The current national measles outbreak, with almost 700 reported cases across more than 20 states, is the worst since 2000, according to the federal Centers for Disease Control and Prevention.

No measles cases had been reported in Arkansas as of April 19, which was the most recent information available from that agency.

Study paints bleak health costs future

By 2029, more than half of middle-income senior citizens will have insufficient resources to pay for housing and health care, a study published this week in the journal Health Affairs says.

The population of middle-income senior citizens (people over age 75 who likely wouldn't qualify for long-term care through Medicaid) is expected to nearly double by that year, the authors wrote.

The report said that because of chronic conditions and declines in health and mobility, many in that group won't be able to remain in their homes without assistance from care providers or family members.

Among those elderly individuals, 54% are projected to lack the resources to pay the costs associated with assisted living and senior health care, the group that conducted the study wrote.

Researchers largely with NORC at the University of Chicago relied on demographic projections and the longitudinal Health and Retirement Study from the National Institute on Aging to compile the report.

Arkansas is among states with the highest percentages of senior citizens in the U.S.

The Natural State currently has the highest percentage of senior citizens compared with its six surrounding neighbors, with 16.6% of the state's population identified as age 65 or older by the U.S. Census Bureau in 2017.

That's also higher than the national average of 15.6%.

Hygiene products collected for poor

The Arkansas State Student Nurses Association is collecting hygiene products for homeless people.

Unopened boxes of tampons and pads, as well as supplies such as soap and deodorant, can be placed in collection areas on the Arkansas State University campus in Jonesboro.

Collections will be taken in Kays Hall at the College of Nursing and Health Professions and near the campus store.

The items will be donated to HUB Homeless Resource Center, a Jonesboro nonprofit, according to a social media post.

Farmers market to open May 16

CHI St. Vincent Infirmary begins hosting a summer farmers market in Little Rock next month.

Produce from Arkansas farms, grass-fed beef, bread, soap, candles, jewelry and lotion will be available from vendors at the weekly market at the hospital, which is at North University Avenue and West Markham Street.

Beginning May 16, the market will be open on Thursdays from 10:30 a.m. to 3 p.m.
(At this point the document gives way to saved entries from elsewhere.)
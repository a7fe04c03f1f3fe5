//! Linux implementation of [`SyscallFs`].

use std::ffi::CString;
use std::path::Path;

use quilt_common::{QuiltError, QuiltResult};
use rustix::mount::{mount, unmount, MountFlags, UnmountFlags};

use super::SyscallFs;

/// Name prefix of the probe directory used to verify a mount is read-only.
const RO_PROBE_PREFIX: &str = "quilt-ro-probe-";

/// Kernel-backed [`SyscallFs`].
///
/// Construction requires an effective user id of root: bind mounts need
/// CAP_SYS_ADMIN in practice, and refusing early keeps that failure distinct
/// from runtime mount errors.
#[derive(Debug)]
pub struct LinuxSyscallFs {
    _priv: (),
}

impl LinuxSyscallFs {
    /// Create a new adapter, failing with [`QuiltError::NotRoot`] when the
    /// effective user id is non-zero.
    pub fn new() -> QuiltResult<Self> {
        let euid = rustix::process::geteuid();
        if !euid.is_root() {
            return Err(QuiltError::NotRoot {
                euid: euid.as_raw(),
            });
        }
        Ok(Self { _priv: () })
    }

    fn bind_mount(&self, source: &Path, mount_point: &Path, flags: MountFlags) -> QuiltResult<()> {
        let empty = CString::new("").unwrap();
        mount(source, mount_point, empty.as_c_str(), flags, empty.as_c_str()).map_err(|e| {
            QuiltError::Mount {
                src: source.to_path_buf(),
                mount_point: mount_point.to_path_buf(),
                source: e.into(),
            }
        })
    }

    fn remount(&self, source: &Path, mount_point: &Path, flags: MountFlags) -> QuiltResult<()> {
        let empty = CString::new("").unwrap();
        rustix::mount::mount_remount(mount_point, flags, empty.as_c_str()).map_err(|e| {
            QuiltError::Mount {
                src: source.to_path_buf(),
                mount_point: mount_point.to_path_buf(),
                source: e.into(),
            }
        })
    }

    /// Check whether `mount_point` rejects directory creation.
    ///
    /// A successfully created probe directory means the mount is writable;
    /// the probe is removed again and any failure to do so is logged, not
    /// propagated.
    fn check_read_only(&self, mount_point: &Path) -> bool {
        match tempfile::Builder::new()
            .prefix(RO_PROBE_PREFIX)
            .tempdir_in(mount_point)
        {
            Err(_) => true,
            Ok(probe) => {
                if let Err(err) = probe.close() {
                    tracing::warn!(
                        mount_point = %mount_point.display(),
                        error = %err,
                        "Failed to delete probe directory used to check read-only bind mount"
                    );
                }
                false
            }
        }
    }
}

impl SyscallFs for LinuxSyscallFs {
    fn bind_mount_read_write(&self, source: &Path, mount_point: &Path) -> QuiltResult<()> {
        tracing::debug!(
            source = %source.display(),
            mount_point = %mount_point.display(),
            "Creating read-write bind mount"
        );
        self.bind_mount(source, mount_point, MountFlags::BIND)
    }

    fn bind_mount_read_only(&self, source: &Path, mount_point: &Path) -> QuiltResult<()> {
        tracing::debug!(
            source = %source.display(),
            mount_point = %mount_point.display(),
            "Creating read-only bind mount"
        );

        // On Linux a read-only bind mount may silently come back writable;
        // verify, and remount read-only when it does.
        self.bind_mount(source, mount_point, MountFlags::BIND | MountFlags::RDONLY)?;
        if self.check_read_only(mount_point) {
            return Ok(());
        }

        tracing::debug!(mount_point = %mount_point.display(), "Remounting bind mount read-only");
        if let Err(err) = self.remount(
            source,
            mount_point,
            MountFlags::BIND | MountFlags::RDONLY,
        ) {
            if let Err(unmount_err) = self.unmount(mount_point) {
                tracing::warn!(
                    mount_point = %mount_point.display(),
                    error = %unmount_err,
                    original = %err,
                    "Failed to undo bind mount while recovering from remount failure"
                );
            }
            return Err(err);
        }

        if !self.check_read_only(mount_point) {
            let err = QuiltError::RemountReadOnly {
                mount_point: mount_point.to_path_buf(),
            };
            if let Err(unmount_err) = self.unmount(mount_point) {
                tracing::warn!(
                    mount_point = %mount_point.display(),
                    error = %unmount_err,
                    original = %err,
                    "Failed to undo bind mount while recovering from failure to remount read-only"
                );
            }
            return Err(err);
        }

        tracing::debug!(mount_point = %mount_point.display(), "Bind mount verified read-only");
        Ok(())
    }

    fn unmount(&self, mount_point: &Path) -> QuiltResult<()> {
        tracing::debug!(mount_point = %mount_point.display(), "Unmounting");
        unmount(mount_point, UnmountFlags::empty()).map_err(|e| QuiltError::Unmount {
            mount_point: mount_point.to_path_buf(),
            source: e.into(),
        })
    }
}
Arkansan chosen for national post

Dr. Omar Atiq, a central Arkansas physician who has been affiliated with the University of Arkansas for Medical Sciences, Jefferson Regional Medical Center and Arkansas Cancer Institute in Pine Bluff, will be chairman of the board of governors of the American College of Physicians beginning this month.

The internists' group is the largest medical-specialty organization and second-largest doctors' group after the American Medical Association, according to its website.

Atiq is the first Arkansas doctor to hold the role, an announcement from Jefferson Regional Medical Center said.